The initial temptation is to use the most capable model for everything. It works — uniform quality. Cost, also uniform: ~3x more expensive than it needed to be.
The spreadsheet that opened my eyes
Mapping each app feature vs avg call cost vs decision value made it obvious: 'operational Q&A chat' and 'yearly strategic analysis' don't deserve the same model. High volume × low value vs low volume × high value.
Feature → tier router
An `ai_config` table maps feature → tier per workspace. Global default, Enterprise client override. Switching providers tomorrow only requires updating the mapping.
// ai_config table
{
workspace_id: "wks_abc",
feature_models: {
"chat_consultor": "fast", // R$ baratinho, latência baixa
"voice_curral": "fast",
"ndvi_insight": "balanced", // raciocínio + multimodal
"pdf_generation": "balanced",
"strategic_analysis": "premium", // 1-2 chamadas por mês
},
}
const model = config.feature_models[feature] ?? DEFAULT_MODELS[feature];The number that matters
1,247 calls in the pilot month, $18.42 total cost.
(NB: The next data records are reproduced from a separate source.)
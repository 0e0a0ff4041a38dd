use crate::core::{
    AudioDescriptor, MonotonicTime, PlaybackClock, PlaybackState, PlaybackStats, PlayerConfig, PlayerError, Result,
    TimeSource, VideoFrame,
};
use crate::player::audio_queue::AudioQueueHandle;
use crate::player::container::ContainerReader;
use crate::player::decoder::{AudioDecoder, AudioPoll, VideoDecoder, VideoPoll};
use crate::player::demuxer::{Demuxer, StreamKind};
use crate::player::engine::{AudioEngine, AudioEngineFactory, VideoEngine, VideoEngineFactory};
use crate::player::sync::SyncManager;
use log::{debug, info, warn};
use parking_lot::Mutex;
use std::io::Read;
use std::path::Path;
use std::process;
use std::sync::atomic::{AtomicBool, Ordering};
use std::sync::Arc;
use std::thread;
use std::time::Duration;

fn log_ctx() -> String {
    format!("[pid:{}-tid:{:?}]", process::id(), thread::current().id())
}

type InitializeCallback = Box<dyn FnMut(u32, u32, Option<AudioDescriptor>) + Send>;
type VideoFrameCallback = Box<dyn FnMut(VideoFrame) + Send>;
type AudioReadyCallback = Box<dyn FnMut(AudioQueueHandle) + Send>;

/// 队首帧到期前提前醒来的余量
const WAKE_MARGIN: Duration = Duration::from_millis(5);
/// 没有待显示帧时的轮询间隔
const IDLE_POLL: Duration = Duration::from_millis(2);

/// 播放器与各个句柄共享的状态
struct Shared {
    stop_requested: AtomicBool,
    playing: AtomicBool,
    clock: Mutex<Option<PlaybackClock>>,
}

/// 播放器 - 单线程协作式播放循环
///
/// `play()` 在调用者线程上阻塞直到播放结束或被 `stop()` 打断。
/// 每次 `play()` 都通过工厂创建新的引擎实例，结束时保证 teardown。
pub struct Player {
    config: PlayerConfig,
    video_factory: VideoEngineFactory,
    audio_factory: Option<AudioEngineFactory>,
    on_initialize: Option<InitializeCallback>,
    on_video_frame: Option<VideoFrameCallback>,
    on_audio_ready: Option<AudioReadyCallback>,
    time_source: Arc<dyn TimeSource>,
    shared: Arc<Shared>,
}

/// 可跨线程使用的控制句柄
#[derive(Clone)]
pub struct PlayerHandle {
    shared: Arc<Shared>,
}

impl PlayerHandle {
    /// 请求停止（可重复调用）
    pub fn stop(&self) {
        request_stop(&self.shared);
    }

    pub fn is_playing(&self) -> bool {
        self.shared.playing.load(Ordering::SeqCst)
    }

    /// 当前播放位置（秒），时钟未启动时为 None
    pub fn position(&self) -> Option<f64> {
        self.shared.clock.lock().as_ref().and_then(|clock| clock.now())
    }
}

fn request_stop(shared: &Shared) {
    if !shared.stop_requested.swap(true, Ordering::SeqCst) {
        info!("{} ⏹️  请求停止播放", log_ctx());
    }
}

/// `play()` 期间的活动标记；离开时清除 playing 与停止锁存
struct ActiveGuard<'a> {
    shared: &'a Shared,
}

impl<'a> ActiveGuard<'a> {
    fn enter(shared: &'a Shared) -> Self {
        shared.playing.store(true, Ordering::SeqCst);
        Self { shared }
    }
}

impl Drop for ActiveGuard<'_> {
    fn drop(&mut self) {
        *self.shared.clock.lock() = None;
        self.shared.playing.store(false, Ordering::SeqCst);
        self.shared.stop_requested.store(false, Ordering::SeqCst);
    }
}

/// 尚未交给解码器的引擎；离开作用域时 teardown
struct PendingEngines {
    video: Option<Box<dyn VideoEngine>>,
    audio: Option<Box<dyn AudioEngine>>,
}

impl Drop for PendingEngines {
    fn drop(&mut self) {
        if let Some(mut engine) = self.video.take() {
            engine.teardown();
        }
        if let Some(mut engine) = self.audio.take() {
            debug!("释放未使用的音频引擎");
            engine.teardown();
        }
    }
}

impl Player {
    pub fn new<F>(config: PlayerConfig, video_factory: F) -> Result<Self>
    where
        F: Fn() -> Box<dyn VideoEngine> + Send + Sync + 'static,
    {
        config.validate()?;
        info!("{} 🎮 创建播放器...", log_ctx());
        Ok(Self {
            config,
            video_factory: Box::new(video_factory),
            audio_factory: None,
            on_initialize: None,
            on_video_frame: None,
            on_audio_ready: None,
            time_source: Arc::new(MonotonicTime::new()),
            shared: Arc::new(Shared {
                stop_requested: AtomicBool::new(false),
                playing: AtomicBool::new(false),
                clock: Mutex::new(None),
            }),
        })
    }

    /// 注册音频引擎；不注册时音频流被忽略
    pub fn set_audio_engine<F>(&mut self, factory: F)
    where
        F: Fn() -> Box<dyn AudioEngine> + Send + Sync + 'static,
    {
        self.audio_factory = Some(Box::new(factory));
    }

    /// 头部解析完成后调用一次：画面宽高与音频参数
    pub fn set_initialize_callback<F>(&mut self, callback: F)
    where
        F: FnMut(u32, u32, Option<AudioDescriptor>) + Send + 'static,
    {
        self.on_initialize = Some(Box::new(callback));
    }

    /// 每个到时间的视频帧调用一次，帧的所有权交给回调
    pub fn set_video_callback<F>(&mut self, callback: F)
    where
        F: FnMut(VideoFrame) + Send + 'static,
    {
        self.on_video_frame = Some(Box::new(callback));
    }

    /// 音频预缓冲完成后调用一次，宿主从句柄中取音频块
    pub fn set_audio_ready_callback<F>(&mut self, callback: F)
    where
        F: FnMut(AudioQueueHandle) + Send + 'static,
    {
        self.on_audio_ready = Some(Box::new(callback));
    }

    pub fn set_time_source(&mut self, source: Arc<dyn TimeSource>) {
        self.time_source = source;
    }

    pub fn handle(&self) -> PlayerHandle {
        PlayerHandle {
            shared: self.shared.clone(),
        }
    }

    /// 请求停止；空闲时调用会让下一次 `play()` 立即返回
    pub fn stop(&self) {
        request_stop(&self.shared);
    }

    /// 播放文件，阻塞直到结束
    pub fn play(&mut self, path: impl AsRef<Path>) -> Result<PlaybackStats> {
        let path = path.as_ref();
        info!("{} 📂 打开文件: {}", log_ctx(), path.display());
        let chunk = self.config.read_chunk_size;
        self.play_with(|| ContainerReader::open(path, chunk))
    }

    /// 从任意 `Read` 数据源播放
    pub fn play_reader<R: Read>(&mut self, source: R) -> Result<PlaybackStats> {
        let chunk = self.config.read_chunk_size;
        self.play_with(|| Ok(ContainerReader::new(source, chunk)))
    }

    fn play_with<R, F>(&mut self, open: F) -> Result<PlaybackStats>
    where
        R: Read,
        F: FnOnce() -> Result<ContainerReader<R>>,
    {
        let shared = self.shared.clone();
        let _active = ActiveGuard::enter(&shared);

        if shared.stop_requested.load(Ordering::SeqCst) {
            info!("{} ⏹️  播放开始前已请求停止", log_ctx());
            return Ok(PlaybackStats {
                stopped_early: true,
                ..Default::default()
            });
        }

        let reader = open()?;
        let result = self.run_session(reader, &shared);
        match &result {
            Ok(stats) => info!(
                "{} ✅ 播放结束: {} 帧视频, {} 个音频块, {} 帧迟到, 跳过 {} 字节, 丢弃 {} 页{}",
                log_ctx(),
                stats.video_frames,
                stats.audio_blocks,
                stats.late_frames,
                stats.skipped_bytes,
                stats.discarded_pages,
                if stats.stopped_early { "（已停止）" } else { "" }
            ),
            Err(e) => warn!("{} ❌ 播放失败: {}", log_ctx(), e),
        }
        result
    }

    fn run_session<R: Read>(&mut self, reader: ContainerReader<R>, shared: &Shared) -> Result<PlaybackStats> {
        let mut stats = PlaybackStats::default();
        let mut demuxer = Demuxer::new(reader);

        // ========== 步骤1: 解析头部 ==========
        let mut engines = PendingEngines {
            video: Some((self.video_factory)()),
            audio: self.audio_factory.as_ref().map(|factory| factory()),
        };
        let audio_engine: Option<&mut dyn AudioEngine> = match engines.audio.as_mut() {
            Some(engine) => Some(&mut **engine),
            None => None,
        };
        let headers = match engines.video.as_mut() {
            Some(video) => demuxer.read_headers(&mut **video, audio_engine)?,
            None => return Err(PlayerError::NoVideoStream),
        };

        // ========== 步骤2: 创建解码器 ==========
        let Some(video_engine) = engines.video.take() else {
            return Err(PlayerError::NoVideoStream);
        };
        let mut video = VideoDecoder::new(video_engine, self.config.adaptive_quality)
            .map_err(|e| PlayerError::header("视频", e))?;

        let mut audio = match (headers.audio_serial, engines.audio.take()) {
            (Some(_), Some(engine)) if self.on_audio_ready.is_some() => Some(
                AudioDecoder::new(engine, self.config.audio_block_frames)
                    .map_err(|e| PlayerError::header("音频", e))?,
            ),
            (serial, engine) => {
                if serial.is_some() {
                    info!("{} 🔇 未注册音频就绪回调，忽略音频流", log_ctx());
                    demuxer.drop_stream(StreamKind::Audio);
                }
                engines.audio = engine;
                None
            }
        };
        drop(engines);

        log_stream_info(headers.video_serial, &video, headers.audio_serial, audio.as_ref());

        // ========== 步骤3: 通知宿主 ==========
        let (_, _, width, height) = video.display_rect();
        let descriptor = audio.as_ref().map(|decoder| AudioDescriptor {
            channels: decoder.info().channels,
            sample_rate: decoder.info().sample_rate,
            block_frames: self.config.audio_block_frames,
        });
        if stop_requested(shared) {
            stats.stopped_early = true;
            return Ok(stats);
        }
        if let Some(callback) = self.on_initialize.as_mut() {
            callback(width, height, descriptor);
        }

        // ========== 步骤4: 播放循环 ==========
        let clock = PlaybackClock::new(self.time_source.clone());
        *shared.clock.lock() = Some(clock.clone());
        let mut sync = SyncManager::new(clock.clone(), audio.is_some(), &self.config);
        let frame_duration = video.info().frame_duration();
        let max_idle = Duration::from_millis(self.config.max_idle_sleep_ms);

        'session: loop {
            if stop_requested(shared) {
                sync.stop();
                stats.stopped_early = true;
                break;
            }

            let mut progressed = false;
            let mut need_data = false;

            // 音频优先解码
            if let Some(decoder) = audio.as_mut().filter(|_| sync.wants_audio()) {
                let done = demuxer.stream_finished(StreamKind::Audio);
                match demuxer.stream_mut(StreamKind::Audio) {
                    Some(stream) => match decoder.decode(stream, done) {
                        AudioPoll::Block(block) => {
                            stats.audio_blocks += 1;
                            sync.push_audio(block);
                            progressed = true;
                        }
                        AudioPoll::NeedData => need_data = true,
                        AudioPoll::Exhausted => {
                            sync.mark_audio_exhausted();
                            progressed = true;
                        }
                    },
                    None => sync.mark_audio_exhausted(),
                }
            }

            if sync.wants_video() {
                let done = demuxer.stream_finished(StreamKind::Video);
                match demuxer.stream_mut(StreamKind::Video) {
                    Some(stream) => match video.decode(stream, done) {
                        VideoPoll::Frame(frame) => {
                            if let Some(now) = clock.now() {
                                video.adapt_quality(frame.time - now);
                            }
                            sync.push_video(frame);
                            progressed = true;
                        }
                        VideoPoll::NeedData => need_data = true,
                        VideoPoll::Exhausted => {
                            sync.mark_video_exhausted();
                            progressed = true;
                        }
                    },
                    None => sync.mark_video_exhausted(),
                }
            }

            // 音频被宿主卡住时不再为视频读取容器，避免音频包无限积压
            let backlogged = sync.audio_backpressured()
                && demuxer.backlog(StreamKind::Audio) >= self.config.max_packet_backlog;
            if need_data && !backlogged && !demuxer.end_of_input() {
                // 读到文件末尾时缓冲区里的页面也会被分发，流随后进入结束判定
                demuxer.pump();
                progressed = true;
            }

            let tick = sync.tick();
            if tick.audio_abandoned {
                audio = None;
                demuxer.drop_stream(StreamKind::Audio);
            }
            if tick.audio_ready {
                if stop_requested(shared) {
                    sync.stop();
                    stats.stopped_early = true;
                    break;
                }
                if let Some(callback) = self.on_audio_ready.as_mut() {
                    callback(sync.audio_handle());
                }
            }

            let released = !tick.released.is_empty();
            for frame in tick.released {
                if stop_requested(shared) {
                    sync.stop();
                    stats.stopped_early = true;
                    break 'session;
                }
                if let Some(now) = clock.now() {
                    if now - frame.time > frame_duration {
                        stats.late_frames += 1;
                        debug!("视频帧 #{} 迟到 {:.3}s", frame.frame_index, now - frame.time);
                    }
                }
                stats.video_frames += 1;
                if let Some(callback) = self.on_video_frame.as_mut() {
                    callback(frame);
                }
            }

            if sync.state() == PlaybackState::Stopped {
                break;
            }

            if !progressed && !released {
                let wait = match tick.next_due {
                    Some(due) => due.saturating_sub(WAKE_MARGIN).min(max_idle),
                    None => IDLE_POLL,
                };
                clock.sleep(wait.max(Duration::from_millis(1)));
            }
        }

        stats.discarded_pages = demuxer.discarded_pages();
        stats.skipped_bytes = demuxer.skipped_bytes();
        Ok(stats)
    }
}

fn stop_requested(shared: &Shared) -> bool {
    shared.stop_requested.load(Ordering::SeqCst)
}

fn log_stream_info(video_serial: u32, video: &VideoDecoder, audio_serial: Option<u32>, audio: Option<&AudioDecoder>) {
    let info = video.info();
    info!(
        "{} 🎬 视频流 {:x}: {}x{} 画面, {:.3} fps, {}",
        log_ctx(),
        video_serial,
        info.pic_width,
        info.pic_height,
        info.fps(),
        info.pixel_format.as_str()
    );
    info!(
        "   编码帧 {}x{}，画面偏移 ({}, {})，色彩空间 {:?}",
        info.frame_width, info.frame_height, info.pic_x, info.pic_y, info.color_space
    );
    info!("   编码器: {}", info.comments.vendor);
    for comment in &info.comments.user_comments {
        info!("   {}", comment);
    }

    match (audio_serial, audio) {
        (Some(serial), Some(decoder)) => {
            let info = decoder.info();
            info!(
                "{} 🔊 音频流 {:x}: {} 声道, {} Hz",
                log_ctx(),
                serial,
                info.channels,
                info.sample_rate
            );
            info!("   编码器: {}", info.comments.vendor);
            for comment in &info.comments.user_comments {
                info!("   {}", comment);
            }
        }
        _ => info!("{} 🔇 没有音频流", log_ctx()),
    }
}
Strategic analysis (2 calls) ate $4.90 — 26% of the cost. Chat (187 calls) spent $1.12. If I'd used premium tier for everything, the bill would be ~$55. Routing paid 67% in the first month alone.
The humble side: still learning how to measure
Today I measure cost well (every call saves input/output tokens to Postgres). But answer quality per tier I still don't have a formal framework for — I compare manually on canonical cases. That's the next step: an eval framework that runs against all 3 tiers in parallel and flags regression without me looking.